Technology is being increasingly used and integrated in all areas of education from K-12 through post-secondary. The use of technology can facilitate more student-centered learning, inquiry-based learning, and allow for a flipped classroom where content is covered outside of class and application/feedback occurs during class time (Kubicek, 2005; Bowen, 2012). Some of the ways technology has been used in chemical education are: content delivery and/or concept review via podcasts and/or online chemistry videos (see below for example), entire online courses, simulations, virtual labs, and using various technology tools for engagement and assessment (e.g. Learning Management Systems, wikis for collaborative lab reports (see my previous post on this), chemistry iPad apps, Twitter, clicker technology, online quizzes, etc.). See the resources section for more tools and links. I hope to keep adding regularly to this page in the future.
Podcasts for Chemistry
Chemistry World’s Element Podcasts – stories of the discovery and properties of each element by famous scientists http://www.rsc.org/chemistryworld/podcast/element.asp
Royal Society of Chemistry’s Chemistry World Podcasts – once a month production covering important chemistry news items
Nature’s Chemistry Podcasts – although there’s nothing new on their site since 2009: http://feeds.nature.com/chemistry/podcast/current
Virtual labs and simulations can also be used to for guided-inquiry or open-inquiry activities/case studies. The advantage of these is in the flexibility, efficiency, and ability to focus students on a precise concept (Smetana & Bell, 2012). Simulations and virtual labs are learner-centered and inquiry-based which promotes higher levels of thinking and retention. It also allows students to receive immediate feedback and correct their faulty understanding of a concept (Smetana & Bell, 2012; Stone, 2007). Additionally, experiments that would be too expensive (either cost of instrumentation or supplies), complicated or even dangerous to work with can be recreated safely in the virtual environment. Here’s an example of a website with a series of virtual labs. http://www.vlab.co.in/ba_labs_all.php?id=9
Ways that virtual labs have been integrated into curriculum are as a compliment to an experimental in-class lab, as additional lab experience where classroom time does not allow for another physical lab, or as an inquiry-based learning experience (whether for homework or in-class activity). For instance, students might be required to complete and answer a series of questions using a virtual lab to prepare themselves for a physical lab on the same concepts and to familiarize themselves with how the instrumentation works. An example of an inquiry-based learning experience would be to ask students to predict and prove the outcome of an experiment with calculations and then to test their results using a virtual lab simulation.
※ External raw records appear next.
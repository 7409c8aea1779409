//! WhatsApp messaging adapters.

mod cloud_api_sender;
mod recording_sender;

pub use cloud_api_sender::{WhatsAppCloudConfig, WhatsAppCloudSender};
pub use recording_sender::{RecordingSender, SentText};
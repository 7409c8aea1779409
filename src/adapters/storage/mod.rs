//! Storage adapters.
//!
//! - `InMemoryConversationStore` - Per-sender history held in process memory

mod in_memory_conversation_store;

pub use in_memory_conversation_store::InMemoryConversationStore;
Some examples of using tools for engagement and assessment:
- Twitter: a means of real-time feedback, engagement, or assessment (Bowen, 2012). As an example of real-time feedback, instructors may have a twitter account projected on the screen or their mobile device active during a lecture/class activity. Students are encouraged to tweet questions or feedback in real-time and an instructor can then answer the question or choose to modify the discussion on the spot. This may be a useful technique for engaging students who are shy about speaking aloud in class. It can also be used as a means of assessment if students are asked to answer a short question via tweeting their response during class. Another use of twitter might be to give students an assignment of following 15-20 twitter accounts related to the course and to then provide a summary of what they’ve learned after 10 minutes of following (or some other defined time period).
- Clicker technology has been shown to be very popular with students. By incorporating series of questions which require student feedback via clicker, students can then see how the overall class has answered the question and be prompted into a think-pair-share activity (pre-, during, or post-assessment functionality). The same question can be repeated and the distribution of answers observed. This also provides real-time informal assessment of students’ understanding and the opportunity to redirect instructional content towards “trouble areas”.
More to come in the next post!
Bowen, J.A. (2012). Teaching Naked: How Moving Technology Out of Your College Classroom Will Improve Student Learning. San Francisco: Jossey-Bass.
Kubicek, J.P. (2005). Inquiry-based learning, the nature of science, and computer technology: New possibilities in science education. Canadian Journal of Learning and Technology, 31(1). Retrieved from http://cjlt.csj.ualberta.ca/index.php/cjlt/article/view/149/142
Smetana, L.K. & Bell, R.L. (2012). Computer simulations to support science instruction and learning: A critical review of the literature. International Journal of Science Education, 34(9), 1337-1370.
Stone, D. (2007). Teaching chromatography using virtual lab exercises. Journal of Chemical Education, 84(9), 1488-1496.